## [Your instructions]
Please retype the records below exactly, from the first line down to and including the line with "use crate::error::TransformError;".

Source data
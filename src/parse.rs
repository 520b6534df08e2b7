//! Parse Module
//!
//! Parses JSX-flavoured component source with oxc and lowers the oxc AST into
//! the closed model in `ast`. Constructs outside the representable subset are
//! rejected with a located `TransformError::UnsupportedSyntax`.

use oxc_allocator::Allocator;
use oxc_ast::ast as oxc;
use oxc_parser::Parser;
use oxc_span::{GetSpan, SourceType, Span};
use oxc_syntax::operator::{LogicalOperator, UnaryOperator};

use crate::ast::{
    ArrayExpr, ArrayPattern, ArrowBody, ArrowFunction, BinaryExpr, BlockStmt, CallExpr,
    ConditionalExpr, Expr, ExprStmt, Identifier, IfStmt, ImportDecl, JsxAttr, JsxAttrItem,
    JsxAttrValue, JsxChild, JsxElement, JsxExpression, JsxFragment, JsxOpeningElement,
    JsxSpreadAttr, JsxText, Literal, LiteralValue, Location, LogicalExpr, LogicalOp, MemberExpr,
    MemberProp, ObjectExpr, ObjectPattern, ParenExpr, Pattern, Position, Program, Property,
    PropertyKey, ReturnStmt, Stmt, TaggedTemplate, TemplateLiteral, ThisExpr, UnaryExpr, UnaryOp,
    VarDecl, VarDeclarator, VarKind,
};
use crate::error::TransformError;

// ═══════════════════════════════════════════════════════════════════════════════
// LINE INDEX
// ═══════════════════════════════════════════════════════════════════════════════

/// Maps byte offsets into `Position`s.
#[derive(Debug, Clone)]
pub struct LineIndex<'s> {
    source: &'s str,
    line_starts: Vec<usize>,
}

impl<'s> LineIndex<'s> {
    pub fn new(source: &'s str) -> Self {
        let mut line_starts = vec![0];
        for (i, b) in source.bytes().enumerate() {
            if b == b'\n' {
                line_starts.push(i + 1);
            }
        }
        Self {
            source,
            line_starts,
        }
    }

    pub fn position(&self, offset: u32) -> Position {
        let offset = (offset as usize).min(self.source.len());
        let line = match self.line_starts.binary_search(&offset) {
            Ok(i) => i,
            Err(i) => i - 1,
        };
        let line_start = self.line_starts[line];
        let column = self
            .source
            .get(line_start..offset)
            .map_or(offset - line_start, |s| s.chars().count());
        Position::new(line as u32 + 1, column as u32)
    }

    pub fn location(&self, span: Span) -> Location {
        Location::new(self.position(span.start), self.position(span.end))
    }
}
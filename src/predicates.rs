//! AST Predicates
//!
//! Pure classifiers used by the lowering rules to decide which rule applies to
//! a node. Subtree scans look at descendants only and stop at the first match.

use std::ops::ControlFlow;

use lazy_static::lazy_static;
use regex::Regex;
use serde::Serialize;

use crate::ast::{Expr, LiteralValue, NodeKind, NodeRef, Stmt};
use crate::visitor::{traverse, NodePath};

// ═══════════════════════════════════════════════════════════════════════════════
// NODE SHAPE
// ═══════════════════════════════════════════════════════════════════════════════

/// `xs.map(...)`: a call whose callee is a member access with the static
/// property `map`.
pub fn is_array_map_call_expression(node: NodeRef<'_>) -> bool {
    match node {
        NodeRef::Expr(Expr::Call(call)) => match call.callee.as_ref() {
            Expr::Member(member) => member.static_property_name() == Some("map"),
            _ => false,
        },
        _ => false,
    }
}

/// Both nodes are present, the first is an `if` and the second a block.
pub fn is_block_if_statement(
    if_statement: Option<NodeRef<'_>>,
    block_statement: Option<NodeRef<'_>>,
) -> bool {
    matches!(
        (if_statement, block_statement),
        (
            Some(NodeRef::Stmt(Stmt::If(_))),
            Some(NodeRef::Stmt(Stmt::Block(_)))
        )
    )
}

/// A declarator with no initializer or a literal `null` one. `undefined` is an
/// identifier and does not count.
pub fn is_empty_declarator(node: NodeRef<'_>) -> bool {
    match node {
        NodeRef::Declarator(decl) => match &decl.init {
            None => true,
            Some(Expr::Literal(lit)) => lit.value == LiteralValue::Null,
            Some(_) => false,
        },
        _ => false,
    }
}

/// Every node is a literal (template literals included). Vacuously true for an
/// empty slice.
pub fn is_all_literal(nodes: &[NodeRef<'_>]) -> bool {
    nodes.iter().all(|n| n.kind().is_literal())
}

// ═══════════════════════════════════════════════════════════════════════════════
// SUBTREE SCANS
// ═══════════════════════════════════════════════════════════════════════════════

/// Whether any descendant of `node` matches `pred`.
fn any_descendant(node: NodeRef<'_>, mut pred: impl FnMut(NodeKind) -> bool) -> bool {
    traverse(&NodePath::root(node), |path| {
        if pred(path.node().kind()) {
            ControlFlow::Break(())
        } else {
            ControlFlow::Continue(())
        }
    })
    .is_break()
}

pub fn is_contain_function(node: NodeRef<'_>) -> bool {
    any_descendant(node, |kind| kind == NodeKind::CallExpression)
}

pub fn is_contain_jsx_element(node: NodeRef<'_>) -> bool {
    any_descendant(node, |kind| kind == NodeKind::JsxElement)
}

/// Whether an expression has to be hoisted into a named declaration before the
/// template can reference it.
///
/// A JSX descendant means the expression is never complex here; JSX goes
/// through its own lowering rule. Otherwise the node being a call or template
/// literal, or a call, template literal or tagged template below it, makes the
/// expression complex.
pub fn has_complex_expression(node: NodeRef<'_>) -> bool {
    if is_contain_jsx_element(node) {
        return false;
    }
    if matches!(
        node.kind(),
        NodeKind::TemplateLiteral | NodeKind::CallExpression
    ) {
        return true;
    }
    // the quasi of a tagged template is a template literal below the node
    if let NodeRef::Expr(Expr::TaggedTemplate(_)) = node {
        return true;
    }
    any_descendant(node, |kind| {
        matches!(
            kind,
            NodeKind::CallExpression
                | NodeKind::TemplateLiteral
                | NodeKind::TaggedTemplateExpression
        )
    })
}

/// All subtree classifications of one expression, as reported to the host.
#[derive(Debug, Clone, Copy, PartialEq, Eq, Serialize)]
#[serde(rename_all = "camelCase")]
pub struct ExpressionClassification {
    pub is_array_map_call: bool,
    pub contains_call: bool,
    pub contains_jsx: bool,
    pub is_complex: bool,
    pub is_literal: bool,
}

pub fn classify_expression(node: NodeRef<'_>) -> ExpressionClassification {
    ExpressionClassification {
        is_array_map_call: is_array_map_call_expression(node),
        contains_call: is_contain_function(node),
        contains_jsx: is_contain_jsx_element(node),
        is_complex: has_complex_expression(node),
        is_literal: node.kind().is_literal(),
    }
}

// ═══════════════════════════════════════════════════════════════════════════════
// NUMERIC STRINGS
// ═══════════════════════════════════════════════════════════════════════════════

lazy_static! {
    static ref DECIMAL_RE: Regex =
        Regex::new(r"^[+-]?(\d+\.?\d*|\.\d+)([eE][+-]?\d+)?$").unwrap();
    static ref RADIX_RE: Regex = Regex::new(r"^0([xX][0-9a-fA-F]+|[oO][0-7]+|[bB][01]+)$").unwrap();
}

/// Whether `value` reads as a finite number: a numeric prefix must parse and
/// the whole trimmed text must coerce to a finite value. Accepts decimal,
/// exponent and `0x`/`0o`/`0b` forms; rejects empty text, `NaN` and
/// `Infinity`.
pub fn is_numeric(value: &str) -> bool {
    let text = value.trim();
    if DECIMAL_RE.is_match(text) {
        return text.parse::<f64>().map_or(false, f64::is_finite);
    }
    if RADIX_RE.is_match(text) {
        let radix = match text.as_bytes()[1] {
            b'x' | b'X' => 16,
            b'o' | b'O' => 8,
            _ => 2,
        };
        let parsed = text[2..].chars().fold(0f64, |acc, c| {
            acc * radix as f64 + c.to_digit(radix).unwrap_or(0) as f64
        });
        return parsed.is_finite();
    }
    false
}

#[cfg(test)]
mod tests {
    use super::*;

    #[test]
    fn test_is_numeric() {
        for yes in ["0", "1", "1.5", "-2e3", " 42 ", ".5", "5.", "+7", "0x1F", "0b101", "0o17"] {
            assert!(is_numeric(yes), "{yes:?} should be numeric");
        }
        for no in ["", "  ", "abc", "1abc", "Infinity", "-Infinity", "NaN", "1e400", "-0x10", "1_000"] {
            assert!(!is_numeric(no), "{no:?} should not be numeric");
        }
    }
}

## [Answer section]
filename src/parse.rs
repository 520b6534df08e2b7
//! Parse Module
//!
//! Parses JSX-flavoured component source with oxc and lowers the oxc AST into
//! the closed model in `ast`. Constructs outside the representable subset are
//! rejected with a located `TransformError::UnsupportedSyntax`.

use oxc_allocator::Allocator;
use oxc_ast::ast as oxc;
use oxc_parser::Parser;
use oxc_span::{GetSpan, SourceType, Span};
use oxc_syntax::operator::{LogicalOperator, UnaryOperator};

use crate::ast::{
    ArrayExpr, ArrayPattern, ArrowBody, ArrowFunction, BinaryExpr, BlockStmt, CallExpr,
    ConditionalExpr, Expr, ExprStmt, Identifier, IfStmt, ImportDecl, JsxAttr, JsxAttrItem,
    JsxAttrValue, JsxChild, JsxElement, JsxExpression, JsxFragment, JsxOpeningElement,
    JsxSpreadAttr, JsxText, Literal, LiteralValue, Location, LogicalExpr, LogicalOp, MemberExpr,
    MemberProp, ObjectExpr, ObjectPattern, ParenExpr, Pattern, Position, Program, Property,
    PropertyKey, ReturnStmt, Stmt, TaggedTemplate, TemplateLiteral, ThisExpr, UnaryExpr, UnaryOp,
    VarDecl, VarDeclarator, VarKind,
};
use crate::error::TransformError;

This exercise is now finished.